From the satisfactory results obtained by operative fusion of the lumbosacral region in a series of thirty-five cases, it would seem that this procedure has a definite place in the treatment of low-back pain, when conservative measures are of no avail and when the roentgenogram demonstrates pathology or structural changes consistent with the clinical findings.
Operative fusion of the spine, to be effective in abolishing back pain, must insure absolute obliteration of all motion at the lumbosacral junction. In cases where fusion of the spine has failed to give relief, the fixation has been found, both clinically and by roentgenographic examination, to be incomplete. By the use of the operative technique described by the writer, elimination of all motion is certain.
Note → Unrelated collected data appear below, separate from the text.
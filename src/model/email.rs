use std::collections::HashMap;

use serde::Serialize;

use super::ThreatLevel;

#[derive(Debug, Clone, Serialize)]
pub struct EmailAttachment {
    pub filename: String,
    pub content_type: String,
    pub size: usize,
    pub hash: String,
}

/// The canonical email vector produced at DATA-finalize by the ESMTP
/// interceptor (§3/§4.2), and by the ESMTP webhook-variant processor (§4.3).
#[derive(Debug, Clone, Serialize)]
pub struct EmailThreatVector {
    pub id: String,
    pub from: String,
    pub to: Vec<String>,
    pub subject: String,
    pub body: String,
    pub headers: HashMap<String, String>,
    pub attachments: Vec<EmailAttachment>,
    pub timestamp: chrono::DateTime<chrono::Utc>,
    pub threat_level: ThreatLevel,
    pub source: &'static str,
}

impl EmailThreatVector {
    pub fn new(
        from: String,
        to: Vec<String>,
        subject: String,
        body: String,
        headers: HashMap<String, String>,
        attachments: Vec<EmailAttachment>,
    ) -> Self {
        Self {
            id: crate::ids::event_id(),
            from,
            to,
            subject,
            body,
            headers,
            attachments,
            timestamp: chrono::Utc::now(),
            threat_level: ThreatLevel::Unknown,
            source: "esmtp",
        }
    }
}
In the diagnosis of low-back pain, more attention should be directed to the bony structure in the lumbar region and particularly to the posturally defective back. In the presence of atypical structures, trauma becomes at the most only an aggravating factor in the causation of pain. The significance of defective structures is to be especially considered in the care of industrial injuries.
Our understanding of the structural abnormalities that may underlie back pain now makes it possible to single out the spine that may be a potential source of disturbance. As a result, fusion may be carried out without subjecting the patient to long-drawn-out conservative treatment. Also, from stereoscopic studies of the lumbosacral region, it is possible to classify laborers as to physical fitness for heavy work.